北総所属車両における定期検査と検査回帰

2018年3月21日公開・ 最終更新

鉄道は公共交通機関のひとつとして社会一般に広く供され,公共の福祉の増進に資するものであるが,その前提には安全安定輸送の確保がある。すなわち鉄道輸送に欠かせない車両においても安全の確保は絶対であるが,わが国においては法令等により技術上の安全が確保されるように努められてきた。今日では技術基準省令において定期検査の周期と部位,方法を定めて行うことが定められている(技術基準省令90条)。
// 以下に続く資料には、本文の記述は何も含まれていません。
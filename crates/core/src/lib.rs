pub mod captcha;
pub mod catalog;
pub mod clock;
pub mod config;
pub mod executor;
pub mod order;
pub mod pacing;
pub mod persist;
pub mod pipeline;
pub mod scheduler;
pub mod session;
pub mod storefront;
pub mod testing;

pub use captcha::{create_resolver, CaptchaResolver, ResolverError};
pub use catalog::{
    CatalogError, JsonOrderCatalog, OrderCatalog, OrderFilter, OrderReportWriter, Transition,
};
pub use clock::{Clock, SystemClock};
pub use config::{
    load_config, load_config_from_str, validate_config, Config, ConfigError, SanitizedConfig,
};
pub use executor::{AdjustmentExecutor, AttemptResult, AttemptStatus};
pub use order::{AdjustmentState, EligibilityVerdict, Order, OrderSnapshot};
pub use pacing::{Pacer, PacingConfig};
pub use persist::PersistenceError;
pub use pipeline::{
    Orchestrator, PipelineConfig, PipelineError, RunLock, RunPhase, RunReport, RunTrigger,
};
pub use scheduler::{RunHistory, RunOutcome, RunPlan, RunRecord, Scheduler, SchedulerConfig};
pub use session::{Credentials, Session, SessionError, SessionManager, SessionStore};
pub use storefront::{Storefront, StorefrontError, WebDriverStorefront};
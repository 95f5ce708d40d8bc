//! Success models: estimate how likely a run started at a given time is to
//! go through unhindered.

use std::f64::consts::PI;

use chrono::{DateTime, Datelike, FixedOffset, Timelike};

use super::config::ModelKind;
use super::history::RunRecord;

/// Prior used for the recent success rate when there is no earlier run.
const NEUTRAL_RATE: f64 = 0.5;

/// Inputs describing one candidate start time.
#[derive(Debug, Clone, Copy, PartialEq)]
pub struct Features {
    /// Local hour of day, 0..24.
    pub hour: u32,
    /// Local weekday, Monday = 0.
    pub weekday: u32,
    /// Fraction of the preceding runs that went through.
    pub recent_success_rate: f64,
}

impl Features {
    pub fn at(time: DateTime<FixedOffset>, recent_success_rate: f64) -> Self {
        Self {
            hour: time.hour(),
            weekday: time.weekday().num_days_from_monday(),
            recent_success_rate,
        }
    }

    /// Cyclic encoding so 23:00 sits next to 00:00 and Sunday next to Monday.
    fn vector(&self) -> [f64; 6] {
        let hour = 2.0 * PI * f64::from(self.hour) / 24.0;
        let day = 2.0 * PI * f64::from(self.weekday) / 7.0;
        [
            1.0,
            hour.sin(),
            hour.cos(),
            day.sin(),
            day.cos(),
            self.recent_success_rate,
        ]
    }
}

/// One labelled observation.
#[derive(Debug, Clone, Copy, PartialEq)]
pub struct Sample {
    pub features: Features,
    pub success: bool,
}

/// Fraction of `records` whose outcome counts as a success.
pub fn success_rate(records: &[RunRecord]) -> f64 {
    if records.is_empty() {
        return NEUTRAL_RATE;
    }
    let ok = records
        .iter()
        .filter(|r| r.outcome.training_label())
        .count();
    ok as f64 / records.len() as f64
}

/// Turn a run history into samples, each using the `window` runs before it
/// for its recent success rate.
pub fn training_set(records: &[RunRecord], window: usize, offset: FixedOffset) -> Vec<Sample> {
    records
        .iter()
        .enumerate()
        .map(|(i, record)| {
            let earlier = &records[i.saturating_sub(window)..i];
            Sample {
                features: Features::at(
                    record.started_at.with_timezone(&offset),
                    success_rate(earlier),
                ),
                success: record.outcome.training_label(),
            }
        })
        .collect()
}

/// Estimates the probability that a run succeeds.
pub trait SuccessModel: Send + Sync {
    fn name(&self) -> &str;

    /// Retrain from scratch on the full sample set.
    fn fit(&mut self, samples: &[Sample]);

    /// Incorporate one new observation.
    fn update(&mut self, sample: &Sample);

    /// Probability in `[0, 1]`, or `None` when the model cannot answer.
    fn predict(&self, features: &Features) -> Option<f64>;
}

/// Build the model selected in configuration.
pub fn create_model(kind: ModelKind) -> Box<dyn SuccessModel> {
    match kind {
        ModelKind::Logistic => Box::new(LogisticModel::new()),
        ModelKind::Frequency => Box::new(FrequencyModel::new()),
    }
}

fn sigmoid(z: f64) -> f64 {
    1.0 / (1.0 + (-z).exp())
}

/// Logistic regression trained with plain stochastic gradient descent.
#[derive(Debug, Clone)]
pub struct LogisticModel {
    weights: [f64; 6],
    learning_rate: f64,
    l2: f64,
    epochs: usize,
    trained: bool,
}

impl Default for LogisticModel {
    fn default() -> Self {
        Self::new()
    }
}

impl LogisticModel {
    pub fn new() -> Self {
        Self {
            weights: [0.0; 6],
            learning_rate: 0.1,
            l2: 0.001,
            epochs: 200,
            trained: false,
        }
    }

    fn step(&mut self, sample: &Sample) {
        let x = sample.features.vector();
        let y = if sample.success { 1.0 } else { 0.0 };
        let error = y - self.score(&x);
        for (w, xi) in self.weights.iter_mut().zip(x) {
            *w += self.learning_rate * (error * xi - self.l2 * *w);
        }
    }

    fn score(&self, x: &[f64; 6]) -> f64 {
        let z: f64 = self.weights.iter().zip(x).map(|(w, xi)| w * xi).sum();
        sigmoid(z)
    }
}

impl SuccessModel for LogisticModel {
    fn name(&self) -> &str {
        "logistic"
    }

    fn fit(&mut self, samples: &[Sample]) {
        self.weights = [0.0; 6];
        for _ in 0..self.epochs {
            for sample in samples {
                self.step(sample);
            }
        }
        self.trained = !samples.is_empty();
    }

    fn update(&mut self, sample: &Sample) {
        self.step(sample);
        self.trained = true;
    }

    fn predict(&self, features: &Features) -> Option<f64> {
        if !self.trained {
            return None;
        }
        let p = self.score(&features.vector());
        p.is_finite().then_some(p)
    }
}

#[derive(Debug, Clone, Copy, Default)]
struct Tally {
    successes: u32,
    total: u32,
}

impl Tally {
    fn add(&mut self, success: bool) {
        self.total += 1;
        if success {
            self.successes += 1;
        }
    }

    /// Laplace-smoothed success rate.
    fn rate(&self) -> f64 {
        (f64::from(self.successes) + 1.0) / (f64::from(self.total) + 2.0)
    }
}

/// Success counts per local hour and weekday.
#[derive(Debug, Clone)]
pub struct FrequencyModel {
    by_hour: [Tally; 24],
    by_weekday: [Tally; 7],
    total: u32,
}

impl Default for FrequencyModel {
    fn default() -> Self {
        Self::new()
    }
}

impl FrequencyModel {
    pub fn new() -> Self {
        Self {
            by_hour: [Tally::default(); 24],
            by_weekday: [Tally::default(); 7],
            total: 0,
        }
    }
}

impl SuccessModel for FrequencyModel {
    fn name(&self) -> &str {
        "frequency"
    }

    fn fit(&mut self, samples: &[Sample]) {
        *self = Self::new();
        for sample in samples {
            self.update(sample);
        }
    }

    fn update(&mut self, sample: &Sample) {
        let f = sample.features;
        if let Some(t) = self.by_hour.get_mut(f.hour as usize) {
            t.add(sample.success);
        }
        if let Some(t) = self.by_weekday.get_mut(f.weekday as usize) {
            t.add(sample.success);
        }
        self.total += 1;
    }

    fn predict(&self, features: &Features) -> Option<f64> {
        if self.total == 0 {
            return None;
        }
        let hour = self.by_hour.get(features.hour as usize)?.rate();
        let weekday = self.by_weekday.get(features.weekday as usize)?.rate();
        Some(0.75 * hour + 0.25 * weekday)
    }
}

#[cfg(test)]
mod tests {
    use super::*;
    use crate::scheduler::history::RunOutcome;
    use crate::testing::fixtures;
    use chrono::Duration;
    use uuid::Uuid;

    fn utc() -> FixedOffset {
        FixedOffset::east_opt(0).unwrap()
    }

    fn features(hour: u32) -> Features {
        Features {
            hour,
            weekday: 2,
            recent_success_rate: 0.5,
        }
    }

    fn record(days_ago: i64, hour: u32, outcome: RunOutcome) -> RunRecord {
        let day = fixtures::now().date_naive() - Duration::days(days_ago);
        let started_at = day.and_hms_opt(hour, 0, 0).unwrap().and_utc();
        RunRecord {
            id: Uuid::new_v4(),
            started_at,
            finished_at: started_at + Duration::minutes(10),
            orders_scanned: 3,
            eligible: 0,
            adjustments_succeeded: 0,
            adjustments_failed: 0,
            deferred: 0,
            outcome,
        }
    }

    /// Ten days of runs: afternoons go through, mornings get blocked.
    fn afternoon_history() -> Vec<RunRecord> {
        let mut records = Vec::new();
        for day in (1..=10).rev() {
            records.push(record(day, 9, RunOutcome::Degraded));
            records.push(record(day, 15, RunOutcome::Succeeded));
        }
        records
    }

    #[test]
    fn test_success_rate() {
        assert_eq!(success_rate(&[]), NEUTRAL_RATE);
        let records = vec![
            record(2, 10, RunOutcome::Idle),
            record(1, 10, RunOutcome::Aborted),
        ];
        assert_eq!(success_rate(&records), 0.5);
    }

    #[test]
    fn test_training_set_uses_preceding_runs() {
        let records = vec![
            record(3, 10, RunOutcome::Aborted),
            record(2, 10, RunOutcome::Aborted),
            record(1, 14, RunOutcome::Succeeded),
        ];

        let samples = training_set(&records, 2, utc());

        assert_eq!(samples.len(), 3);
        assert_eq!(samples[0].features.recent_success_rate, NEUTRAL_RATE);
        assert_eq!(samples[2].features.recent_success_rate, 0.0);
        assert_eq!(samples[2].features.hour, 14);
        assert!(samples[2].success);
        assert!(!samples[0].success);
    }

    #[test]
    fn test_features_follow_offset() {
        let time = fixtures::now().with_timezone(&FixedOffset::east_opt(2 * 3600).unwrap());
        let f = Features::at(time, 1.0);
        assert_eq!(f.hour, 14);
        // 2024-03-10 is a Sunday
        assert_eq!(f.weekday, 6);
    }

    #[test]
    fn test_untrained_models_do_not_predict() {
        assert!(LogisticModel::new().predict(&features(12)).is_none());
        assert!(FrequencyModel::new().predict(&features(12)).is_none());
    }

    #[test]
    fn test_logistic_learns_good_hours() {
        let samples = training_set(&afternoon_history(), 5, utc());
        let mut model = LogisticModel::new();
        model.fit(&samples);

        let morning = model.predict(&features(9)).unwrap();
        let afternoon = model.predict(&features(15)).unwrap();

        assert!(afternoon > morning, "{} <= {}", afternoon, morning);
        assert!((0.0..=1.0).contains(&afternoon));
    }

    #[test]
    fn test_frequency_learns_good_hours() {
        let samples = training_set(&afternoon_history(), 5, utc());
        let mut model = FrequencyModel::new();
        model.fit(&samples);

        assert!(model.predict(&features(15)).unwrap() > model.predict(&features(9)).unwrap());
    }

    #[test]
    fn test_update_moves_prediction() {
        let mut model = FrequencyModel::new();
        let sample = Sample {
            features: features(11),
            success: true,
        };
        model.update(&sample);
        let before = model.predict(&features(11)).unwrap();
        model.update(&sample);

        assert!(model.predict(&features(11)).unwrap() > before);
    }

    #[test]
    fn test_fit_resets_previous_state() {
        let mut model = FrequencyModel::new();
        model.update(&Sample {
            features: features(11),
            success: true,
        });
        model.fit(&[]);

        assert!(model.predict(&features(11)).is_none());
    }

    #[test]
    fn test_create_model() {
        assert_eq!(create_model(ModelKind::Logistic).name(), "logistic");
        assert_eq!(create_model(ModelKind::Frequency).name(), "frequency");
    }
}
これに基づき,北総線においても実施基準でその内容が定められており,基準に沿った定期検査によって車両の保守・管理が今日までなされてきた。

本稿は,北総線における旅客車両の定期検査周期と内容について,その概要をまとめたものである。

検査の種別

列車検査

列車検査とは,消耗品や主要機器の機能について車両を分解せずに行う(在姿)検査を指す。最も高頻度に行われる検査であり,現在は1日に約2編成が列車検査を受けている。該検査は定期検査に含まれない。

走行装置(台車,車輪,緩衝器,駆動装置),主回路機器(集電装置,主電動機,主抵抗器),制動装置(弁,シリンダ,制輪子),コンプレッサ,補助電源装置,連結栓,冷暖房装置,戸閉機,灯具,ATS等に対し,損傷や摩耗,取付状態を確認している。

月検査

毎月の実施が必要な検査のようだが,該検査の検査回帰は3ヶ月ごとである。正確な記述をすれば,3ヶ月を超えない期間ごとに行う検査を月検査と呼ぶ。定期検査としては最も高頻度に行われる検査で,北総が印旛車両基地で行える唯一の定期検査である。

1987年3月以前の旧「地方鉄道運転規則」では,2ヶ月を超えない期間での実施が定められており,1979年4月以前には1ヶ月を超えない期間での実施…すなわち毎月の検査であったことが該検査の由来である。